You don't need anything too special--- just the rudiments of Lie groups (it doesn't hurt to know group theory, though, it is just not essential). You can learn everything on your own from the QFT source and thinking it out--- there SU(2)/SU(3) cases are not too bad, and these are about as big as it gets. SU(5) and E8 require more sophistication, but are best covered in GUT papers and Green/Schwarz/Witten (for a great introduction to E8)

The modern algebra you probably want to learn is not group theory, but homological algebra, category theory, and Hopf algebra. These are covered well by Lang's algebra book, which is a graduate school staple in mathematics. It doesn't hurt to know everything in Lang--- it's well written, as everything by Lang--- although a little philosophically annoying for me, because it is so conservative in its set-theoretic appratus.
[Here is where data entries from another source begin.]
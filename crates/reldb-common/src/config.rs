//! Configuration structures for the reldb engine.

use serde::{Deserialize, Serialize};
use std::path::PathBuf;

/// Which associative structure backs a table's primary-key index.
///
/// All three expose the same mapping contract; the B+-tree additionally
/// supports ordered range scans.
#[derive(Debug, Clone, Copy, PartialEq, Eq, Default, Serialize, Deserialize)]
pub enum IndexKind {
    /// Order-preserving B+-tree map.
    #[default]
    BTree,
    /// Extendible-hashing map (directory doubling).
    ExtHash,
    /// Linear-hashing map (split pointer, overflow chains).
    LinHash,
}

/// Storage configuration for the reldb engine.
#[derive(Debug, Clone, Serialize, Deserialize)]
pub struct StoreConfig {
    /// Index structure backing new tables.
    pub index_kind: IndexKind,
    /// Maximum fanout for B+-tree nodes.
    pub btree_order: usize,
    /// Initial bucket count for the hashed indexes (a power of two).
    pub initial_buckets: usize,
    /// Directory for named table snapshots.
    pub snapshot_dir: PathBuf,
}

impl Default for StoreConfig {
    fn default() -> Self {
        Self {
            index_kind: IndexKind::BTree,
            btree_order: 5,
            initial_buckets: 4,
            snapshot_dir: PathBuf::from("./store"),
        }
    }
}

#[cfg(test)]
mod tests {
    use super::*;

    #[test]
    fn test_defaults() {
        let config = StoreConfig::default();
        assert_eq!(config.index_kind, IndexKind::BTree);
        assert_eq!(config.btree_order, 5);
        assert_eq!(config.initial_buckets, 4);
        assert_eq!(config.snapshot_dir, PathBuf::from("./store"));
    }

    #[test]
    fn test_custom_config() {
        let config = StoreConfig {
            index_kind: IndexKind::LinHash,
            btree_order: 64,
            initial_buckets: 16,
            snapshot_dir: PathBuf::from("/var/lib/reldb"),
        };

        assert_eq!(config.index_kind, IndexKind::LinHash);
        assert_eq!(config.btree_order, 64);
        assert_eq!(config.initial_buckets, 16);
        assert_eq!(config.snapshot_dir, PathBuf::from("/var/lib/reldb"));
    }

    #[test]
    fn test_index_kind_default() {
        assert_eq!(IndexKind::default(), IndexKind::BTree);
    }

    #[test]
    fn test_index_kind_clone_copy() {
        let k1 = IndexKind::ExtHash;
        let k2 = k1;
        let k3 = k1.clone();
        assert_eq!(k1, k2);
        assert_eq!(k1, k3);
    }

    #[test]
    fn test_serde_roundtrip() {
        let original = StoreConfig {
            index_kind: IndexKind::ExtHash,
            ..Default::default()
        };
        let serialized = serde_json::to_string(&original).unwrap();
        let deserialized: StoreConfig = serde_json::from_str(&serialized).unwrap();

        assert_eq!(original.index_kind, deserialized.index_kind);
        assert_eq!(original.btree_order, deserialized.btree_order);
        assert_eq!(original.initial_buckets, deserialized.initial_buckets);
        assert_eq!(original.snapshot_dir, deserialized.snapshot_dir);
    }

    #[test]
    fn test_index_kind_serde_roundtrip() {
        for kind in [IndexKind::BTree, IndexKind::ExtHash, IndexKind::LinHash] {
            let serialized = serde_json::to_string(&kind).unwrap();
            let deserialized: IndexKind = serde_json::from_str(&serialized).unwrap();
            assert_eq!(kind, deserialized);
        }
    }
}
This post imported from StackExchange Physics at 2014-03-24 04:54 (UCT), posted by SE-user Ron Maimon
answered Apr 8, 2012 by Ron Maimon (7,730 points) [ no revision ]
+ 2 like - 0 dislike

Usually, the material is covered self-consistently in the textbooks on QFT themselves. One can look at the beginning of the first volume of Quantum Theory of Fields by Weinberg, for example, where even projective representations are discussed. Non-abelian symmetries and supergroups are covered in the second and third volumes respectively. Quite a comprehensive introduction to all of these topics can also be found in Fields by Siegel (http://insti.physics.sunysb.edu/~siegel/Fields4.pdf). Here a conformal group is also discussed in details. Very accessible and geometrical introduction is given in Rubakov's "Classical Theory of Fields".

More advanced topics, such as weights, roots, Dynkin diagrams, etc. could be found in textbooks on String Theory (Johnson "D-branes", Polchinski "String Theory", many others).

answered Feb 11, 2017 by Andrey Feldman (904 points) [ revision history ]
edited Feb 13, 2017 by Andrey Feldman
+ 1 like - 0 dislike

Actually to start learning the basics of QFT you do not need so much group theory [a different thing is if you want to go to the details]. Some of the introductory books in QFT have at the beginning a section about Lorentz and Poincaré groups, scalar, tensor and spinor representation etc. This is the case, for example in Maggiore, A Modern Introduction to Quantum Field Theory.

If you want group theory for physics for its own sake [which I find useful and beautiful] you may want to learn Lie groups and representations. Start with the link given by Vijay Murthy. There are also very good courses in the internet, I can recommend you some if you want.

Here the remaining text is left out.